Misha Bies Golas
A mediados de los años noventa, un joven Misha Bies Golas (Lalín, Pontevedra, 1977) descubre el CGAC desde una suerte de pulsión y curiosidad por la institución que acababa de ser fundada en Santiago de Compostela. Las exposiciones de artistas como Giovanni Anselmo, Christian Boltanski o Marcel Broodthaers fueron entendidas y digeridas como dispositivos de apertura, activando una forma de relación con el arte desligada del conocimiento disciplinar y centrada en la experiencia sensible. Este primer contacto anticipa una constante en su práctica: la construcción de saberes no normativos a partir del hacer y del encuentro con los materiales.
Treinta años después, el artista regresa al CGAC con un proyecto que condensa más de dos décadas de investigación en torno a las vanguardias históricas de la primera mitad del siglo XX, entendidas no como un conjunto cerrado de estilos o lenguajes, sino como un campo de tensiones, desplazamientos y procesos inacabados. Su aproximación se sitúa en una zona crítica respecto a los relatos teleológicos de la modernidad, incorporando tanto sus logros formales como sus zonas de fricción, sus derivas periféricas y sus accidentes materiales.

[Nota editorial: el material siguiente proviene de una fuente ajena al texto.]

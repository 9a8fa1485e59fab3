//! In-memory fake for the database port (testing only)
//!
//! `MemoryDatabase` understands just enough DDL to behave like Postgres on
//! re-runs: creating an object that already exists fails with the same
//! message and SQLSTATE Postgres would return, unless the statement says
//! `IF NOT EXISTS` or `OR REPLACE`.

use std::collections::{BTreeMap, HashSet};
use std::sync::Mutex;

use async_trait::async_trait;

use crate::database::DatabaseApi;
use crate::error::MigrationError;
use crate::Result;

#[derive(Debug, Default)]
struct DbState {
    objects: HashSet<(String, String)>,
    executed: Vec<String>,
    secrets: BTreeMap<String, String>,
}

/// In-memory `DatabaseApi`.
#[derive(Debug, Default)]
pub struct MemoryDatabase {
    state: Mutex<DbState>,
    fatal_markers: Vec<(String, String)>,
    failing_secrets: HashSet<String>,
    reject_auth: bool,
}

impl MemoryDatabase {
    pub fn new() -> Self {
        Self::default()
    }

    /// Statements containing `marker` fail with `message` (SQLSTATE 42601).
    pub fn failing_on(mut self, marker: &str, message: &str) -> Self {
        self.fatal_markers
            .push((marker.to_string(), message.to_string()));
        self
    }

    pub fn failing_secret(mut self, name: &str) -> Self {
        self.failing_secrets.insert(name.to_string());
        self
    }

    /// Every call answers 401.
    pub fn rejecting_auth(mut self) -> Self {
        self.reject_auth = true;
        self
    }

    /// Statements that succeeded, in order.
    pub fn executed(&self) -> Vec<String> {
        self.state.lock().unwrap().executed.clone()
    }

    pub fn has_object(&self, kind: &str, name: &str) -> bool {
        self.state
            .lock()
            .unwrap()
            .objects
            .contains(&(kind.to_string(), name.to_string()))
    }

    pub fn secrets(&self) -> BTreeMap<String, String> {
        self.state.lock().unwrap().secrets.clone()
    }

    fn unauthorized() -> MigrationError {
        MigrationError::Unauthorized {
            status: 401,
            body: "{\"message\":\"Unauthorized\"}".to_string(),
        }
    }
}

/// `(kind, name)` created by a plain `CREATE` statement. `None` for
/// statements that cannot conflict.
fn created_object(sql: &str) -> Option<(String, String)> {
    let code: String = sql
        .lines()
        .filter(|l| !l.trim_start().starts_with("--"))
        .collect::<Vec<_>>()
        .join(" ");
    let tokens: Vec<String> = code.split_whitespace().map(|t| t.to_lowercase()).collect();
    if tokens.first().map(String::as_str) != Some("create") {
        return None;
    }
    let mut i = 1;
    if tokens.get(i).map(String::as_str) == Some("or") {
        return None;
    }
    if tokens.get(i).map(String::as_str) == Some("unique") {
        i += 1;
    }
    let kind = tokens.get(i)?.clone();
    i += 1;
    if tokens.get(i).map(String::as_str) == Some("if") {
        return None;
    }
    let raw = tokens.get(i)?;
    let name = raw
        .split('(')
        .next()
        .unwrap_or(raw)
        .trim_matches('"')
        .trim_start_matches("public.")
        .to_string();
    Some((kind, name))
}

fn already_exists(kind: &str, name: &str) -> MigrationError {
    let (code, message) = match kind {
        "table" | "index" | "view" | "sequence" => ("42P07", format!("relation \"{}\" already exists", name)),
        "function" | "procedure" => (
            "42723",
            format!("function \"{}\" already exists with same argument types", name),
        ),
        "schema" => ("42P06", format!("schema \"{}\" already exists", name)),
        other => ("42710", format!("{} \"{}\" already exists", other, name)),
    };
    MigrationError::Query {
        status: 400,
        message: format!("ERROR: {}: {}", code, message),
        code: Some(code.to_string()),
    }
}

#[async_trait]
impl DatabaseApi for MemoryDatabase {
    async fn execute(&self, sql: &str) -> Result<()> {
        if self.reject_auth {
            return Err(Self::unauthorized());
        }
        if let Some((_, message)) = self.fatal_markers.iter().find(|(m, _)| sql.contains(m.as_str())) {
            return Err(MigrationError::Query {
                status: 400,
                message: message.clone(),
                code: Some("42601".to_string()),
            });
        }
        let mut state = self.state.lock().unwrap();
        if let Some(object) = created_object(sql) {
            if state.objects.contains(&object) {
                return Err(already_exists(&object.0, &object.1));
            }
            state.objects.insert(object);
        }
        state.executed.push(sql.to_string());
        Ok(())
    }

    async fn upsert_secret(&self, name: &str, value: &str) -> Result<()> {
        if self.reject_auth {
            return Err(Self::unauthorized());
        }
        if self.failing_secrets.contains(name) {
            return Err(MigrationError::RemoteApi {
                operation: "secret upsert".to_string(),
                status: 500,
                body: "secret store unavailable".to_string(),
            });
        }
        self.state
            .lock()
            .unwrap()
            .secrets
            .insert(name.to_string(), value.to_string());
        Ok(())
    }
}

#[cfg(test)]
mod tests {
    use super::*;

    #[test]
    fn test_created_object_parsing() {
        assert_eq!(
            created_object("CREATE TABLE public.profiles (id uuid)"),
            Some(("table".to_string(), "profiles".to_string()))
        );
        assert_eq!(
            created_object("create unique index idx_a on t (a)"),
            Some(("index".to_string(), "idx_a".to_string()))
        );
        assert_eq!(created_object("CREATE TABLE IF NOT EXISTS t (id int)"), None);
        assert_eq!(created_object("CREATE OR REPLACE FUNCTION f() ..."), None);
        assert_eq!(created_object("INSERT INTO t VALUES (1)"), None);
    }
}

La exposición se articula como una instalación específica de carácter expandido que funciona simultáneamente como archivo activo, laboratorio formal y dispositivo espacial. Lejos de una lógica retrospectiva lineal, el recorrido propone una lectura rizomática de la producción del artista hasta la fecha, en la que obras de distinta escala y naturaleza se interconectan mediante afinidades formales, materiales y conceptuales. En este entramado emergen resonancias con ciertos autores, así como con contextos culturales diversos, entendiendo la(s) vanguardia(s) como procesos de traducción y adaptación situados históricamente.
La ocupación de la planta baja del CGAC se plantea como un campo de fuerzas en el que se disponen más de un centenar de esculturas y pequeñas pinturas biomórficas o amebiformes. Estas piezas enfatizan la manualidad, la economía de medios y la agencia de los materiales, incorporando el error, la mutabilidad y la contingencia como estrategias productivas que cuestionan las jerarquías de la alta cultura moderna.
El Doble Espacio —cuya apertura se sucederá en un segundo momento (a partir del 12 de junio)— se concibe como una instalación aérea de la cual penden formas orgánicas de piel, generando un teatro de sombras que introduce una dimensión temporal y performativa en el recorrido.
En su conjunto, la exposición se configura como una estructura abierta y vectorial, próxima al metarrelato, donde la disposición de las obras en paredes, suelos y techos remite al espacio del taller como modelo epistemológico: un lugar de ensayo continuo en el que forma, pensamiento y materia se producen de manera simultánea.